START Input data

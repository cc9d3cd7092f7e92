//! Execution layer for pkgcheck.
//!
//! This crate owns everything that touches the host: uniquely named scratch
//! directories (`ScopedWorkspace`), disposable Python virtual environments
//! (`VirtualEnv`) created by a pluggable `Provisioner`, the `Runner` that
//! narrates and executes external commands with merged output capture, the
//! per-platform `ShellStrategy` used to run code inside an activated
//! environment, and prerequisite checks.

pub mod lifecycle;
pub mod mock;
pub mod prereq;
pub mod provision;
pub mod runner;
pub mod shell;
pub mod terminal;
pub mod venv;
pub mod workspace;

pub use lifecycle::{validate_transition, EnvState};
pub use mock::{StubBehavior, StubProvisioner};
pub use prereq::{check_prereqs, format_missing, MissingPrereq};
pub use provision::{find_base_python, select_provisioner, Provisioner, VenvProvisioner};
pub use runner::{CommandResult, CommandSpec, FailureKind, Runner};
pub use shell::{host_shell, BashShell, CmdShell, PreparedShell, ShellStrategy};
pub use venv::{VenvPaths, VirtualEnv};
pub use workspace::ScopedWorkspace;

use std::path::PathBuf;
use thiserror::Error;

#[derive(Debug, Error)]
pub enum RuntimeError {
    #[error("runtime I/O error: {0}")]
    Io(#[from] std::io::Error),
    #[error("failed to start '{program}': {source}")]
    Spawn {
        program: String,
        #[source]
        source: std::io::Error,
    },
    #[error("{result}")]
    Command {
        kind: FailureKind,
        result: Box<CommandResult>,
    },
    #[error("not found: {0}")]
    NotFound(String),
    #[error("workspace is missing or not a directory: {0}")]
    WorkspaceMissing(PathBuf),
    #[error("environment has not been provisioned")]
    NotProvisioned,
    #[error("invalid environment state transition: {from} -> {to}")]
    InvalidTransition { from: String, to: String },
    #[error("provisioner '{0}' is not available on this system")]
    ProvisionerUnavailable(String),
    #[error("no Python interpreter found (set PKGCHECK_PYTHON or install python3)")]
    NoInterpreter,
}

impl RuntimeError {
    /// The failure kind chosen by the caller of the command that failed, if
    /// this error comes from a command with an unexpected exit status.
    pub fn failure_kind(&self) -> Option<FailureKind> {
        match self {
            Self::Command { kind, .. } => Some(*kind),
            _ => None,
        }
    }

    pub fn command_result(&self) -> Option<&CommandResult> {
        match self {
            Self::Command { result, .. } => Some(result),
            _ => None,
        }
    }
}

END Input data
START Input data

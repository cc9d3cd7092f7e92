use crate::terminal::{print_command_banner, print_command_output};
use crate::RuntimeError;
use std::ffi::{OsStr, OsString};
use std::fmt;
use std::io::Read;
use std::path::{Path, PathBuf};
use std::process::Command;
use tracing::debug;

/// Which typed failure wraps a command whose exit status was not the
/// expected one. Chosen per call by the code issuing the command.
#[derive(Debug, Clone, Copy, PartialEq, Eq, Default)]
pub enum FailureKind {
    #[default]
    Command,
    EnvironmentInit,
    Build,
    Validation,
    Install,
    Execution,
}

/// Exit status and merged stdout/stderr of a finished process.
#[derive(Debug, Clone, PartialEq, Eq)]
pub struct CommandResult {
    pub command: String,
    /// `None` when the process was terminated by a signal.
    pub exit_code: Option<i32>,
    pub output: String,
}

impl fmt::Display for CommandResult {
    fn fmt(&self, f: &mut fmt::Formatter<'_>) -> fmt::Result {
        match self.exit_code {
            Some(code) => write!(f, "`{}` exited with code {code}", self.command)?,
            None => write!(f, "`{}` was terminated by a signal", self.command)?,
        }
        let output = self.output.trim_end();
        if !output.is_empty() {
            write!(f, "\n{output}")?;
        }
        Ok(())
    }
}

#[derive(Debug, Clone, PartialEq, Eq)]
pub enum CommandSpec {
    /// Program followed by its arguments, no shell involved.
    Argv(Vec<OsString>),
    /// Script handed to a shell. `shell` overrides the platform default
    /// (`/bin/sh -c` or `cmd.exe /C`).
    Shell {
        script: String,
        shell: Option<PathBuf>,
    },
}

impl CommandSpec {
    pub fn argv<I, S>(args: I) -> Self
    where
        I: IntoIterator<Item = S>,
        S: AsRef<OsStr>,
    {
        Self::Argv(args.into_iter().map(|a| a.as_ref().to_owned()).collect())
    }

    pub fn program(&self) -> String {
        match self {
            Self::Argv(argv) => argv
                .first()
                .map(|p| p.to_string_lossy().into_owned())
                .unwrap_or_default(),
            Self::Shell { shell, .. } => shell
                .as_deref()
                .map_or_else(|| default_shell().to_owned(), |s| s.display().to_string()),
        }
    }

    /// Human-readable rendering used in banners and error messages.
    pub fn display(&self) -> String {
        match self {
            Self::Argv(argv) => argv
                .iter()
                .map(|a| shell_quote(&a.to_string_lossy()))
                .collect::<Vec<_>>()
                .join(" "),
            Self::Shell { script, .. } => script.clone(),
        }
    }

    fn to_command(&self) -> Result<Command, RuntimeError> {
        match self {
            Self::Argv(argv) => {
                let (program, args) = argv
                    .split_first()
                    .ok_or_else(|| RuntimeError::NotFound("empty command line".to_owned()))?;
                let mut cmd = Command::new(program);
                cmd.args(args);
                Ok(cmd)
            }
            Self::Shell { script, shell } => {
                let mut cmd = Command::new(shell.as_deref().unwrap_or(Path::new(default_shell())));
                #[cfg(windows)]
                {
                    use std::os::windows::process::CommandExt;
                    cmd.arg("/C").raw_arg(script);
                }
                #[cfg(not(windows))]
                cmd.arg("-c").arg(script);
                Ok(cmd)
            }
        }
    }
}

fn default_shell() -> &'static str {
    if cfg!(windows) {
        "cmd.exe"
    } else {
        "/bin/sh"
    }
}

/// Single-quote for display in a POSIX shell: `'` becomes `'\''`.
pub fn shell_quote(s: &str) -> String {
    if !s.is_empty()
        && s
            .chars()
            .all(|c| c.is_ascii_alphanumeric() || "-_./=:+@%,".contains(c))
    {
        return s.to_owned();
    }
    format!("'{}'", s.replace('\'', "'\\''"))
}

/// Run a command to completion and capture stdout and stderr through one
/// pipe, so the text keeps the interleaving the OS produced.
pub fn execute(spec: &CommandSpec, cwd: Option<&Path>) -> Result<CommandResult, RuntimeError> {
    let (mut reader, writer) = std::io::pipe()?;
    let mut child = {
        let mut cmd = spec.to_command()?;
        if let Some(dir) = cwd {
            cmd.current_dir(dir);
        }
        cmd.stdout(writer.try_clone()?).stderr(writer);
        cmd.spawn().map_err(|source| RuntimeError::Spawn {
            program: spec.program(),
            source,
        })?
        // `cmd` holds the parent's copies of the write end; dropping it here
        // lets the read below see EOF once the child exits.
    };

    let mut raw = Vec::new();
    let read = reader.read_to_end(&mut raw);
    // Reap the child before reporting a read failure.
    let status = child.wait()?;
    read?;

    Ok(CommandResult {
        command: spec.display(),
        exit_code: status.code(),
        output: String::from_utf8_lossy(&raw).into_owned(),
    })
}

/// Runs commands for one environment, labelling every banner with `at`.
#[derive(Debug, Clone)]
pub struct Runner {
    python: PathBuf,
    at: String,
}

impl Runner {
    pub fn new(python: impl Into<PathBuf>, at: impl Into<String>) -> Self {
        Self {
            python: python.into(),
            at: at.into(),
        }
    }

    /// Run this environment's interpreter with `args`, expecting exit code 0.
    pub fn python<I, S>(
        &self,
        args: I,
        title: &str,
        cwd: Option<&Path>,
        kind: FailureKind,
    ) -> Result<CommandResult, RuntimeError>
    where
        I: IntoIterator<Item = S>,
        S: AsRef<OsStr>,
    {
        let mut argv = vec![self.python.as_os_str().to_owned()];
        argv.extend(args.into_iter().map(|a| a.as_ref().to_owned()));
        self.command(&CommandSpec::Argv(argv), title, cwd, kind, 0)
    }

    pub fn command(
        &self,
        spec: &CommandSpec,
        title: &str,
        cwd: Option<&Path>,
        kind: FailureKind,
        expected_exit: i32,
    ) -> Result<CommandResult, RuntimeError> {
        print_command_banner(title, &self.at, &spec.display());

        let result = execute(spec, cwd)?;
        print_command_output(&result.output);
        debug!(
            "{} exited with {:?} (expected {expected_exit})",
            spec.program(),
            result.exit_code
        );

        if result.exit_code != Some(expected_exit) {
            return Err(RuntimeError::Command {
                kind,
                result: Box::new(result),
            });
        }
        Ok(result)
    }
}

END Input data

Problem description :: Give back the records above exactly, limited to the lines between the one holding "uniquely named scratch" and the one holding "pub mod runner;", inclusive.

Response box ::
//! This crate owns everything that touches the host: uniquely named scratch
//! directories (`ScopedWorkspace`), disposable Python virtual environments
//! (`VirtualEnv`) created by a pluggable `Provisioner`, the `Runner` that
//! narrates and executes external commands with merged output capture, the
//! per-platform `ShellStrategy` used to run code inside an activated
//! environment, and prerequisite checks.

pub mod lifecycle;
pub mod mock;
pub mod prereq;
pub mod provision;
pub mod runner;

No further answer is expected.